* What is being asked
Output every line from the beginning of the records through the line that contains "k-mers as well.", exactly as it appears.

* Exercise data
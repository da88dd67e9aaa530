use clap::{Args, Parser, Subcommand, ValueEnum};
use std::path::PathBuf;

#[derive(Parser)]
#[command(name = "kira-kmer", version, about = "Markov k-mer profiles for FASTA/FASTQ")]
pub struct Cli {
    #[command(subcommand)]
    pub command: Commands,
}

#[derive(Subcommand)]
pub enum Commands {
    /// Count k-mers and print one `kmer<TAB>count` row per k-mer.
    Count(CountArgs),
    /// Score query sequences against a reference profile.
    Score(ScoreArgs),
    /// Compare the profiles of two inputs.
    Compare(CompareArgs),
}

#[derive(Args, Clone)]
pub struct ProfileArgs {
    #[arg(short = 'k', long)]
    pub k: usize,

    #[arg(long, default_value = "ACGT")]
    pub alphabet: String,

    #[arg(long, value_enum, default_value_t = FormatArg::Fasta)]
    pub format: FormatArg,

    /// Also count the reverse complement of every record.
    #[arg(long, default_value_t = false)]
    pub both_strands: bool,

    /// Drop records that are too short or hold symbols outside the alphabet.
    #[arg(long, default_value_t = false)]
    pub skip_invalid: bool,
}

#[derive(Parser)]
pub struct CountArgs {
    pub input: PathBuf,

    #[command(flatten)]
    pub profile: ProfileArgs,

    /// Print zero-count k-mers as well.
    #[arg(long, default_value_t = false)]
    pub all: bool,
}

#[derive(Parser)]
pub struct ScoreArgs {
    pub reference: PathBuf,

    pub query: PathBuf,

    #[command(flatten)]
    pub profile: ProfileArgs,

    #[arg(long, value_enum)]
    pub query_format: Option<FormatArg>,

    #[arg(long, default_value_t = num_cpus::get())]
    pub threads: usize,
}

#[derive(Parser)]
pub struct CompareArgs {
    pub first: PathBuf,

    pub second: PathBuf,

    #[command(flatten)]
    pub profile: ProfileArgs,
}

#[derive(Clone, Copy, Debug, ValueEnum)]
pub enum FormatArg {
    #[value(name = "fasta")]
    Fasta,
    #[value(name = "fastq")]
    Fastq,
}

* Your response
repository da88dd67e9aaa530
use clap::{Args, Parser, Subcommand, ValueEnum};
use std::path::PathBuf;

#[derive(Parser)]
#[command(name = "kira-kmer", version, about = "Markov k-mer profiles for FASTA/FASTQ")]
pub struct Cli {
    #[command(subcommand)]
    pub command: Commands,
}

#[derive(Subcommand)]
pub enum Commands {
    /// Count k-mers and print one `kmer<TAB>count` row per k-mer.
    Count(CountArgs),
    /// Score query sequences against a reference profile.
    Score(ScoreArgs),
    /// Compare the profiles of two inputs.
    Compare(CompareArgs),
}

#[derive(Args, Clone)]
pub struct ProfileArgs {
    #[arg(short = 'k', long)]
    pub k: usize,

    #[arg(long, default_value = "ACGT")]
    pub alphabet: String,

    #[arg(long, value_enum, default_value_t = FormatArg::Fasta)]
    pub format: FormatArg,

    /// Also count the reverse complement of every record.
    #[arg(long, default_value_t = false)]
    pub both_strands: bool,

    /// Drop records that are too short or hold symbols outside the alphabet.
    #[arg(long, default_value_t = false)]
    pub skip_invalid: bool,
}

#[derive(Parser)]
pub struct CountArgs {
    pub input: PathBuf,

    #[command(flatten)]
    pub profile: ProfileArgs,

    /// Print zero-count k-mers as well.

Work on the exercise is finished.